Hastert pleaded guilty in October to structuring withdrawals of money from his account in order to evade bank reporting laws. The money was to compensate a person referred to in court documents as “Individual A,” and that person is still unnamed in Friday’s filing.
A sixth-month sentence is the maximum allowed under federal guidelines for the banking violation.
Prosecutors said Friday that Hastert’s lawyers at first claimed he was the victim of an extortion plot by Individual A, “a former Yorkville High School student and wrestler” who they said falsely claimed that Hastert touched him inappropriately during a wrestling trip decades ago.
But FBI agents later interviewed the man, who told them he met Hastert through his family members. When Hastert was his wrestling coach, he said, they ended up in the same motel room at a wrestling camp. Hastert, he said, touched him in an inappropriate way.
In 2010, the FBI said, the man thought about confronting Hastert, met with him, and asked why he had done it. Hastert said “it was a confusing and difficult time in his life. Individual A asked how many other kids defendant molested. Defendant said there were only two,” according to the Friday filing.
Shortly after that meeting, prosecutors said, the man demanded that Hastert pay him $3.5 million “for what defendant had done to him.”
The court documents say Hastert sexually abused four wrestlers, including Stephen Reinboldt, whose sister has publicly said he told her about it before he died.
As for Hastert’s decision to enter public life, prosecutors said his “history and characteristics are marred by stunning hypocrisy.”
Though he claimed after achieving a successful career that a coach should never strip away another person’s dignity, “that is exactly what defendant did to his victims. He made them feel alone, ashamed, guilty, and devoid of dignity.”
While he was admired for his success in politics, “these boys struggled, and are all still struggling now.”

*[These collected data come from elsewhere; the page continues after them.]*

// src/models/auth.rs

use serde::{Deserialize, Serialize};
use utoipa::ToSchema;

use crate::models::user::{Permissoes, UserProfile};

// Estrutura de dados ("claims") dentro do JWT emitido pelo provedor de autenticação
#[derive(Debug, Serialize, Deserialize)]
pub struct Claims {
    pub sub: String, // Subject (uid do usuário no provedor)
    pub exp: usize,  // Expiration time
    pub iat: usize,  // Issued At
}

/// O usuário autenticado da requisição, já com o vínculo de gerente resolvido.
#[derive(Debug, Clone, PartialEq, Serialize, ToSchema)]
#[serde(rename_all = "camelCase")]
pub struct Actor {
    pub uid: String,
    pub gerente_uid: Option<String>,
    pub permissoes: Permissoes,
}

impl Actor {
    /// Dono de conta, sem gerente e com todas as permissões.
    pub fn owner(uid: impl Into<String>) -> Self {
        Self {
            uid: uid.into(),
            gerente_uid: None,
            permissoes: Permissoes::all(),
        }
    }

    pub fn collaborator(
        uid: impl Into<String>,
        gerente_uid: impl Into<String>,
        permissoes: Permissoes,
    ) -> Self {
        Self {
            uid: uid.into(),
            gerente_uid: Some(gerente_uid.into()),
            permissoes,
        }
    }

    /// Monta o ator a partir do perfil salvo. Sem perfil, o usuário é dono da própria conta.
    pub fn from_profile(uid: &str, profile: Option<&UserProfile>) -> Self {
        match profile.and_then(|p| p.gerente_uid.clone().map(|g| (g, p.permissoes.clone()))) {
            Some((gerente_uid, permissoes)) => Self::collaborator(uid, gerente_uid, permissoes),
            None => Self::owner(uid),
        }
    }

    pub fn is_collaborator(&self) -> bool {
        self.gerente_uid.is_some()
    }

    pub fn can_manage_others_operations(&self) -> bool {
        !self.is_collaborator() || self.permissoes.gerenciar_operacoes_de_outros
    }

    pub fn can_manage_operation_types(&self) -> bool {
        !self.is_collaborator() || self.permissoes.gerenciar_tipo_de_operacoes
    }
}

Hastert’s lawyers said Wednesday the appropriate punishment is probation, given his declining health and the personal toll the scandal has taken on him.
Hastert is profoundly sorry for his “mistakes in judgment and his transgressions,” and the judge should consider the entirety of his career, “including the fact that he reshaped his life many years ago,” they said.
In addition to suffering humiliation and isolation, Hastert’s lawyers said, he has a rare blood infection that required hospitalization for two months, during which he nearly died.
“Mr. Hastert continues to need assistance with all major activities of daily living except for feeding himself — he needs assistance getting out of bed, toileting, bathing and dressing.”
Hastert’s sentencing, delayed because of his health problems, is now scheduled for April 27.